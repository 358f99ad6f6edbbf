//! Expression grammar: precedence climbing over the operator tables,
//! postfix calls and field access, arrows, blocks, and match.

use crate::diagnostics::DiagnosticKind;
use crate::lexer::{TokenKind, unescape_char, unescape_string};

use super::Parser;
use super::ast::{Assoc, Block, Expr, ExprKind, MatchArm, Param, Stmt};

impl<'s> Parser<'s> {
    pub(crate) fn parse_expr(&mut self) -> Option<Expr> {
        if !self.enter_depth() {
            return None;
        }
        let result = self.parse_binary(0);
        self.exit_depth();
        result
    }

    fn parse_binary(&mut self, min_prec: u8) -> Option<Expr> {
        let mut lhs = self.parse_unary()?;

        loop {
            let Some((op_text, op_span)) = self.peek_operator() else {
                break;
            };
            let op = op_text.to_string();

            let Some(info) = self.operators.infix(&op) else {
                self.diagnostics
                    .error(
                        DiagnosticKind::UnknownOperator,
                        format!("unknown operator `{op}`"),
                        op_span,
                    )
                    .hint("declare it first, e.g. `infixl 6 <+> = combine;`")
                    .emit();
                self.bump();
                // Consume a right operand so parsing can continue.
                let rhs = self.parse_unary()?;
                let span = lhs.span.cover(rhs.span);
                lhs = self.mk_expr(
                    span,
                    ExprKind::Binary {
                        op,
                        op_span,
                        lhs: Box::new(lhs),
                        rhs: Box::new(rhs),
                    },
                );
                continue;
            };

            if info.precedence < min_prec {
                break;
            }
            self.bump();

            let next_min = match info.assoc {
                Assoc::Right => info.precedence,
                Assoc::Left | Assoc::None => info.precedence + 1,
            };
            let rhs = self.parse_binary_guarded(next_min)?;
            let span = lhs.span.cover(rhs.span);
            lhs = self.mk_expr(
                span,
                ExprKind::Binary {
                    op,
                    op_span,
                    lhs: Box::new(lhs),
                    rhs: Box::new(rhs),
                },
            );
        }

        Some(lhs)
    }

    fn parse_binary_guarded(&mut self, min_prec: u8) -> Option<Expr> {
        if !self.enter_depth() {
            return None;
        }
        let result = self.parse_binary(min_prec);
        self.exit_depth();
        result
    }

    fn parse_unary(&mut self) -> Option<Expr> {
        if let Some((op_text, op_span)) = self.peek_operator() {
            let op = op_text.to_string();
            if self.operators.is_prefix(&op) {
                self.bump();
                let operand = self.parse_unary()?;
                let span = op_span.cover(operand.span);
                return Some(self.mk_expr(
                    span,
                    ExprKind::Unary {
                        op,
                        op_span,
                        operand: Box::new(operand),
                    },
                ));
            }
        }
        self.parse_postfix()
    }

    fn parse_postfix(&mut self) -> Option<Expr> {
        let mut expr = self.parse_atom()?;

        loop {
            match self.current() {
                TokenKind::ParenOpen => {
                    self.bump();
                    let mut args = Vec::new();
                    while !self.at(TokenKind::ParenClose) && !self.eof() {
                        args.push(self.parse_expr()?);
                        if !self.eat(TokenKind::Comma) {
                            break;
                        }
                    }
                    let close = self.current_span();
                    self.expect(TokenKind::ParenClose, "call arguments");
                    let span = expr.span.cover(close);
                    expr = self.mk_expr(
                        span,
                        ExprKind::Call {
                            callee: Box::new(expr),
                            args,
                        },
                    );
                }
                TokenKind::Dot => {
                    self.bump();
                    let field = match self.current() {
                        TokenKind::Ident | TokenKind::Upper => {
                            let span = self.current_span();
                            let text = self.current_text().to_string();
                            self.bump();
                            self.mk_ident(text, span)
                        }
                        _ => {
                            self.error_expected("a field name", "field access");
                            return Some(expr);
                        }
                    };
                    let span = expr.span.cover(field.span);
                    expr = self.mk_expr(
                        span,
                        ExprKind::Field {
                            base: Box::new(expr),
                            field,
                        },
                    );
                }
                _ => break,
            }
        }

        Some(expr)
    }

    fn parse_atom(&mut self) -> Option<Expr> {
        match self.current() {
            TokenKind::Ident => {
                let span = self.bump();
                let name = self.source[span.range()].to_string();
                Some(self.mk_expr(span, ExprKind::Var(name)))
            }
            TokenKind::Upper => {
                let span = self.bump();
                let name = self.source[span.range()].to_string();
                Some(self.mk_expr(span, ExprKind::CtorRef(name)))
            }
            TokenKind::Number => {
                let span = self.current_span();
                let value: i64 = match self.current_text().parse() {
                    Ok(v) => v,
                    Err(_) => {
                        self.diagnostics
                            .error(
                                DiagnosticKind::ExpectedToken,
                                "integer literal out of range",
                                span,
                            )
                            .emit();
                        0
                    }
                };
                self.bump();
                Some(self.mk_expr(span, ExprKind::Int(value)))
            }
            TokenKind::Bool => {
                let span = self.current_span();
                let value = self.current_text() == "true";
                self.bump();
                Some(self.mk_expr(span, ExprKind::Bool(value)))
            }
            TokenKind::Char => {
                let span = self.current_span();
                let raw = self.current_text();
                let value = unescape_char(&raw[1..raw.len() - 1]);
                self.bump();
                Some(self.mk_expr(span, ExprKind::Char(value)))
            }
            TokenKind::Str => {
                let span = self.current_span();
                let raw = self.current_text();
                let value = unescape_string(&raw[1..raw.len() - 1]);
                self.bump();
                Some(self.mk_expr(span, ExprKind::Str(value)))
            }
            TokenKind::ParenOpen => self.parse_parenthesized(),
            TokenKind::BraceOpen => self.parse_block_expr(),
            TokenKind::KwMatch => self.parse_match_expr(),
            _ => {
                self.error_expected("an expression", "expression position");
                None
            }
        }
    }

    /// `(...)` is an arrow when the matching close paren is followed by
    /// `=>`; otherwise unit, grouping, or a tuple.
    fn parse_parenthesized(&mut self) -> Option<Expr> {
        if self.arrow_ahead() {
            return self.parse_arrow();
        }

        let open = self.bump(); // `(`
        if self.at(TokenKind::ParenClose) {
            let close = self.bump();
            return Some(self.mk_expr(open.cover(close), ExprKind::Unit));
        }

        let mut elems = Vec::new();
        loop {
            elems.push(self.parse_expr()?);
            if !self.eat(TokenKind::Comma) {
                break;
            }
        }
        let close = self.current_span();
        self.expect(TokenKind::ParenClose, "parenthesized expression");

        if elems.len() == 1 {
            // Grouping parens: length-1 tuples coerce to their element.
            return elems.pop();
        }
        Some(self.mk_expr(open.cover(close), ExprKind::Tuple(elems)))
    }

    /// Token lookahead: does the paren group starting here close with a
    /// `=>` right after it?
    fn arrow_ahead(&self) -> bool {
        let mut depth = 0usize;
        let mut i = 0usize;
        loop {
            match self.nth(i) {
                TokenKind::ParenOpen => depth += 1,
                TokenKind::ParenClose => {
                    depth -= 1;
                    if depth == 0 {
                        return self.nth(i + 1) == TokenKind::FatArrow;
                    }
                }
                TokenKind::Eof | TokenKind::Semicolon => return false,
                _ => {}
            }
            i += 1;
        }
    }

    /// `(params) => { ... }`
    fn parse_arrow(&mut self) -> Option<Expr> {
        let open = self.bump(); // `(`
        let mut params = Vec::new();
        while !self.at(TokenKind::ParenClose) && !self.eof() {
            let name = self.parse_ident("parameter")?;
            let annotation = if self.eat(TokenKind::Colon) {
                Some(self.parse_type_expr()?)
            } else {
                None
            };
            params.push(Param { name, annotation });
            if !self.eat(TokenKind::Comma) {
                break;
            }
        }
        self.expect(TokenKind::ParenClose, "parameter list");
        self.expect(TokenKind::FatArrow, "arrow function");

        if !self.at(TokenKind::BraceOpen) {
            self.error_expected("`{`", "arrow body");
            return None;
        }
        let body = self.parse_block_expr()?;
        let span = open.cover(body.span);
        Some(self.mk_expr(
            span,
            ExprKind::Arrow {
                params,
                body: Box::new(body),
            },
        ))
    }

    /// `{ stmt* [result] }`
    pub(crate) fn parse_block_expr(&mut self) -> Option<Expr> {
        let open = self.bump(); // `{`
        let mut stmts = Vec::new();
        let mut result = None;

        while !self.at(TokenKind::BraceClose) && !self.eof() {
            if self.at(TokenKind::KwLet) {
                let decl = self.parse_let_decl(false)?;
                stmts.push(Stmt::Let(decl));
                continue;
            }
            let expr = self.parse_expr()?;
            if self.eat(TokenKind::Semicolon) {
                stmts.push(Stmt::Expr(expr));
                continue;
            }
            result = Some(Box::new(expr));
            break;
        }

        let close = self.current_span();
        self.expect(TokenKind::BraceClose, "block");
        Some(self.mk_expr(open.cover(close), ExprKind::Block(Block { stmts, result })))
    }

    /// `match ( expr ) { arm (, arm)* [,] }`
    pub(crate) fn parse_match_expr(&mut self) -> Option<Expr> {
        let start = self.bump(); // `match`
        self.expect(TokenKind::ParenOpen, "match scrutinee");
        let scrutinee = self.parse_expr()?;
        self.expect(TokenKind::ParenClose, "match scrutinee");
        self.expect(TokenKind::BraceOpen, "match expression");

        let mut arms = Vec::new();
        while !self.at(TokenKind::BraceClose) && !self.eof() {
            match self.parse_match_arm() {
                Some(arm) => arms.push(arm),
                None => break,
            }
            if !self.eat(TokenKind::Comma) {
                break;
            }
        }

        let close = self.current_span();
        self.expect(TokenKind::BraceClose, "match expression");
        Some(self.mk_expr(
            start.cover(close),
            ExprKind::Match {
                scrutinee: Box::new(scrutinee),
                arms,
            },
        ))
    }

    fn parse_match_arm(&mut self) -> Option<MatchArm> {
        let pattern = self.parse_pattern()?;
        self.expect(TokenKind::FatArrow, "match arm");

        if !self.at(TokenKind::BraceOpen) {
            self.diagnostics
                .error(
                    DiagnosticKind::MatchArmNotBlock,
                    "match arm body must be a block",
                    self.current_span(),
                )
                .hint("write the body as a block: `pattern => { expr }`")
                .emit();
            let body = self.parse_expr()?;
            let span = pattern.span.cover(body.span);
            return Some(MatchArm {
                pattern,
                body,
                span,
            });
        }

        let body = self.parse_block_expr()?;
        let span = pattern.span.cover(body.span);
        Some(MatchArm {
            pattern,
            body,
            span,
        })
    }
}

□ □ □ □ □

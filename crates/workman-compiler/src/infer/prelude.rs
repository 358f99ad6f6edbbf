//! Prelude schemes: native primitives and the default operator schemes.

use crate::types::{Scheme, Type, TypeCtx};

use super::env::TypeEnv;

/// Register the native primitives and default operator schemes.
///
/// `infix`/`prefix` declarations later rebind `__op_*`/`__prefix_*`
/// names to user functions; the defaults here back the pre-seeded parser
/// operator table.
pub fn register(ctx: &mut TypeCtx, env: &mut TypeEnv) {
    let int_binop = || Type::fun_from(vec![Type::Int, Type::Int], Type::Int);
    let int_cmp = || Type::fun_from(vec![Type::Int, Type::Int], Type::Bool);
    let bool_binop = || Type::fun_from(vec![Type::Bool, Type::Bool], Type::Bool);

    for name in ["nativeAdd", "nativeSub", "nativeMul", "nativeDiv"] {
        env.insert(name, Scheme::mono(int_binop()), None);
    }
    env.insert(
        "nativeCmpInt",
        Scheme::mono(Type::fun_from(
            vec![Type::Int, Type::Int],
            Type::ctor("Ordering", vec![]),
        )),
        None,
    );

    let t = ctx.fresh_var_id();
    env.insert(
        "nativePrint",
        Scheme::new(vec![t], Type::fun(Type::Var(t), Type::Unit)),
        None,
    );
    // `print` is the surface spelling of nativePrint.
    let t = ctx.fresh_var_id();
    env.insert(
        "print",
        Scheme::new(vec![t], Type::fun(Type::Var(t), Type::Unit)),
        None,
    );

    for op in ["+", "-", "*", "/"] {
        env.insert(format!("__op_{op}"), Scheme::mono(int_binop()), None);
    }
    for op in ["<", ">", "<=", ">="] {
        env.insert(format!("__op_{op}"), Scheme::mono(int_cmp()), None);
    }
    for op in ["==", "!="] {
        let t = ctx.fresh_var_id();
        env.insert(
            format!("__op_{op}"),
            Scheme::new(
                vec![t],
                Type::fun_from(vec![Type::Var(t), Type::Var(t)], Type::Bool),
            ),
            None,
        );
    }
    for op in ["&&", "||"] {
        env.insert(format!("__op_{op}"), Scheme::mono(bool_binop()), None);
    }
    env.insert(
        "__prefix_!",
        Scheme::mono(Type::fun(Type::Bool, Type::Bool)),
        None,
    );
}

□ □ □ □ □

In the records above, find each line with the word "ParenOpen" and copy it.

Output for this exercise:
                TokenKind::ParenOpen => {
            TokenKind::ParenOpen => self.parse_parenthesized(),
                TokenKind::ParenOpen => depth += 1,
        self.expect(TokenKind::ParenOpen, "match scrutinee");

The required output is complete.